A Quadratic Nonlinear Prediction-Based Heart Motion Model following Control Algorithm in Robotic-Assisted Beating Heart Surgery

Abstract

Off-pump coronary artery bypass graft surgery outperforms the traditional on-pump surgery because the assisted robotic tools can cancel the relative motion between the beating heart and the robotic tools, which reduces post-surgery complications for patients. The challenge for the robot assisted tool when tracking the beating heart is the abrupt change caused by the nonlinear nature of heart motion and high precision surgery requirements.
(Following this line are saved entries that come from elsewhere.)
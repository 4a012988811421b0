// Copyright (C) 2025 Ryan Daum <ryan.daum@gmail.com> This program is free
// software: you can redistribute it and/or modify it under the terms of the GNU
// General Public License as published by the Free Software Foundation, version
// 3.
//
// This program is distributed in the hope that it will be useful, but WITHOUT
// ANY WARRANTY; without even the implied warranty of MERCHANTABILITY or FITNESS
// FOR A PARTICULAR PURPOSE. See the GNU General Public License for more details.
//
// You should have received a copy of the GNU General Public License along with
// this program. If not, see <https://www.gnu.org/licenses/>.
//

use crate::util::BitEnum;
use etamoo_var::Obj;

/// The flags carried on every object. Bit positions match the LambdaMOO
/// textdump encoding, obsolete slots included.
#[derive(Debug, Ord, PartialOrd, Copy, Clone, Eq, PartialEq, Hash)]
pub enum ObjFlag {
    User = 0,
    Programmer = 1,
    Wizard = 2,
    Obsolete1 = 3,
    Read = 4,
    Write = 5,
    Obsolete2 = 6,
    Fertile = 7,
}

impl From<ObjFlag> for u16 {
    fn from(f: ObjFlag) -> Self {
        f as u16
    }
}

/// The builtin attributes settable at object creation.
#[derive(Clone, Debug, Default)]
pub struct ObjAttrs {
    pub owner: Option<Obj>,
    pub name: Option<String>,
    pub parent: Option<Obj>,
    pub location: Option<Obj>,
    pub flags: Option<BitEnum<ObjFlag>>,
}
A characteristic analysis of 3D heart motion data through bi-spectral analysis demonstrates the quadratic nonlinearity in heart motion. Therefore, it is necessary to introduce nonlinear heart motion prediction into the motion tracking control procedures. In this paper, the heart motion tracking problem is transformed into a heart motion model following problem by including the adaptive heart motion model into the controller. Moreover, the model following algorithm with the nonlinear heart motion model embedded inside provides more accurate future reference by the quadratic term of sinusoid series, which could enhance the tracking accuracy of sharp change point and approximate the motion with sufficient detail. The experiment results indicate that the proposed algorithm outperforms the linear prediction-based model following controller in terms of tracking accuracy (root mean square).